> _Directions for this task_: Return, from the data that follows, each line that holds the word "ProjectStatus".

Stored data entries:
//! Core entity structures

use crate::{
    new_entity_id, AuditAction, EntityId, EntityType, ProjectStatus, TaskStatus, Timestamp,
};
use chrono::Utc;
use serde::{Deserialize, Serialize};
use std::collections::BTreeSet;

/// Project - top-level container for tasks.
/// Deleting a project cascade-deletes its tasks.
#[derive(Debug, Clone, PartialEq, Serialize, Deserialize)]
pub struct Project {
    pub project_id: EntityId,
    /// Unique across the store, case-insensitively.
    pub name: String,
    pub description: Option<String>,
    pub deadline: Timestamp,
    pub status: ProjectStatus,
    pub created_at: Timestamp,
    pub updated_at: Timestamp,
}

impl Project {
    pub fn new(name: &str, description: Option<&str>, deadline: Timestamp) -> Self {
        let now = Utc::now();
        Self {
            project_id: new_entity_id(),
            name: name.to_string(),
            description: description.map(str::to_string),
            deadline,
            status: ProjectStatus::default(),
            created_at: now,
            updated_at: now,
        }
    }

    /// Overdue means the deadline has passed while the project is still open.
    pub fn is_overdue(&self, now: Timestamp) -> bool {
        self.status.is_open() && self.deadline < now
    }
}

/// Developer - can be assigned to tasks, never owns them.
/// Deleting a developer unassigns, not deletes, its tasks.
#[derive(Debug, Clone, PartialEq, Serialize, Deserialize)]
pub struct Developer {
    pub developer_id: EntityId,
    pub name: String,
    /// Unique across the store.
    pub email: String,
    /// Normalized at write time: trimmed, lower-cased, empties dropped.
    pub skills: BTreeSet<String>,
    pub created_at: Timestamp,
    pub updated_at: Timestamp,
}

impl Developer {
    pub fn new(name: &str, email: &str, skills: impl IntoIterator<Item = String>) -> Self {
        let now = Utc::now();
        Self {
            developer_id: new_entity_id(),
            name: name.to_string(),
            email: email.to_string(),
            skills: normalize_skills(skills),
            created_at: now,
            updated_at: now,
        }
    }

    /// Add a skill in normalized form. Blank input is a no-op.
    pub fn add_skill(&mut self, skill: &str) {
        if let Some(s) = normalize_skill(skill) {
            self.skills.insert(s);
        }
    }

    /// Remove a skill, matching its normalized form.
    pub fn remove_skill(&mut self, skill: &str) {
        if let Some(s) = normalize_skill(skill) {
            self.skills.remove(&s);
        }
    }

    /// Replace the whole skill set with the normalized form of `skills`.
    pub fn set_skills(&mut self, skills: impl IntoIterator<Item = String>) {
        self.skills = normalize_skills(skills);
    }
}

/// Normalize a single skill: trim + lowercase, `None` if blank.
pub fn normalize_skill(skill: &str) -> Option<String> {
    let s = skill.trim().to_lowercase();
    if s.is_empty() {
        None
    } else {
        Some(s)
    }
}

/// Normalize a collection of skills into a deduplicated set.
pub fn normalize_skills(skills: impl IntoIterator<Item = String>) -> BTreeSet<String> {
    skills
        .into_iter()
        .filter_map(|s| normalize_skill(&s))
        .collect()
}

/// Task - unit of work inside a project, optionally assigned to a developer.
#[derive(Debug, Clone, PartialEq, Serialize, Deserialize)]
pub struct Task {
    pub task_id: EntityId,
    pub title: String,
    pub description: Option<String>,
    pub status: TaskStatus,
    pub due_date: Option<Timestamp>,
    /// Must reference an existing project at write time.
    pub project_id: EntityId,
    pub assigned_developer_id: Option<EntityId>,
    pub created_at: Timestamp,
    pub updated_at: Timestamp,
}

impl Task {
    pub fn new(title: &str, description: Option<&str>, project_id: EntityId) -> Self {
        let now = Utc::now();
        Self {
            task_id: new_entity_id(),
            title: title.to_string(),
            description: description.map(str::to_string),
            status: TaskStatus::default(),
            due_date: None,
            project_id,
            assigned_developer_id: None,
            created_at: now,
            updated_at: now,
        }
    }

    /// Overdue means the due date has passed and the task is not completed.
    pub fn is_overdue(&self, now: Timestamp) -> bool {
        match self.due_date {
            Some(due) => self.status != TaskStatus::Completed && due < now,
            None => false,
        }
    }
}

/// One immutable record in the audit log store.
///
/// `entity_id` is `None` for multi-entity actions (bulk operations) and for
/// recorded authentication failures. Entries are only ever removed by
/// age-based retention cleanup.
#[derive(Debug, Clone, PartialEq, Serialize, Deserialize)]
pub struct AuditEntry {
    pub entry_id: EntityId,
    pub action: AuditAction,
    pub entity_type: EntityType,
    pub entity_id: Option<EntityId>,
    /// Server time at append.
    pub timestamp: Timestamp,
    pub actor: String,
    /// Free-form key/value snapshot, e.g. `{oldData, newData}` for updates.
    pub payload: serde_json::Value,
}

impl AuditEntry {
    pub fn new(
        action: AuditAction,
        entity_type: EntityType,
        entity_id: Option<EntityId>,
        actor: &str,
        payload: serde_json::Value,
    ) -> Self {
        Self {
            entry_id: new_entity_id(),
            action,
            entity_type,
            entity_id,
            timestamp: Utc::now(),
            actor: actor.to_string(),
            payload,
        }
    }
}

// ============================================================================
// TESTS
// ============================================================================

#[cfg(test)]
mod tests {
    use super::*;
    use chrono::Duration;

    #[test]
    fn test_new_project_defaults_to_planning() {
        let p = Project::new("Apollo", None, Utc::now() + Duration::days(30));
        assert_eq!(p.status, ProjectStatus::Planning);
        assert_eq!(p.created_at, p.updated_at);
    }

    #[test]
    fn test_project_overdue_ignores_closed_statuses() {
        let mut p = Project::new("Apollo", None, Utc::now() - Duration::days(1));
        assert!(p.is_overdue(Utc::now()));
        p.status = ProjectStatus::Completed;
        assert!(!p.is_overdue(Utc::now()));
    }

    #[test]
    fn test_skill_normalization_on_construction() {
        let d = Developer::new(
            "Ada",
            "ada@example.com",
            vec!["  Rust ".to_string(), "rust".to_string(), " ".to_string()],
        );
        assert_eq!(d.skills.len(), 1);
        assert!(d.skills.contains("rust"));
    }

    #[test]
    fn test_add_and_remove_skill_are_case_insensitive() {
        let mut d = Developer::new("Ada", "ada@example.com", vec![]);
        d.add_skill("Java");
        assert!(d.skills.contains("java"));
        d.remove_skill(" JAVA ");
        assert!(d.skills.is_empty());
    }

    #[test]
    fn test_task_overdue_requires_due_date() {
        let mut t = Task::new("Wire codec", None, new_entity_id());
        assert!(!t.is_overdue(Utc::now()));
        t.due_date = Some(Utc::now() - Duration::hours(1));
        assert!(t.is_overdue(Utc::now()));
        t.status = TaskStatus::Completed;
        assert!(!t.is_overdue(Utc::now()));
    }

    #[test]
    fn test_audit_entry_stamps_server_time() {
        let before = Utc::now();
        let entry = AuditEntry::new(
            AuditAction::Create,
            EntityType::Project,
            Some(new_entity_id()),
            "alice",
            serde_json::json!({"name": "Apollo"}),
        );
        assert!(entry.timestamp >= before);
        assert_eq!(entry.actor, "alice");
    }
}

> _Written answer_:
    new_entity_id, AuditAction, EntityId, EntityType, ProjectStatus, TaskStatus, Timestamp,
    pub status: ProjectStatus,
            status: ProjectStatus::default(),
        assert_eq!(p.status, ProjectStatus::Planning);
        p.status = ProjectStatus::Completed;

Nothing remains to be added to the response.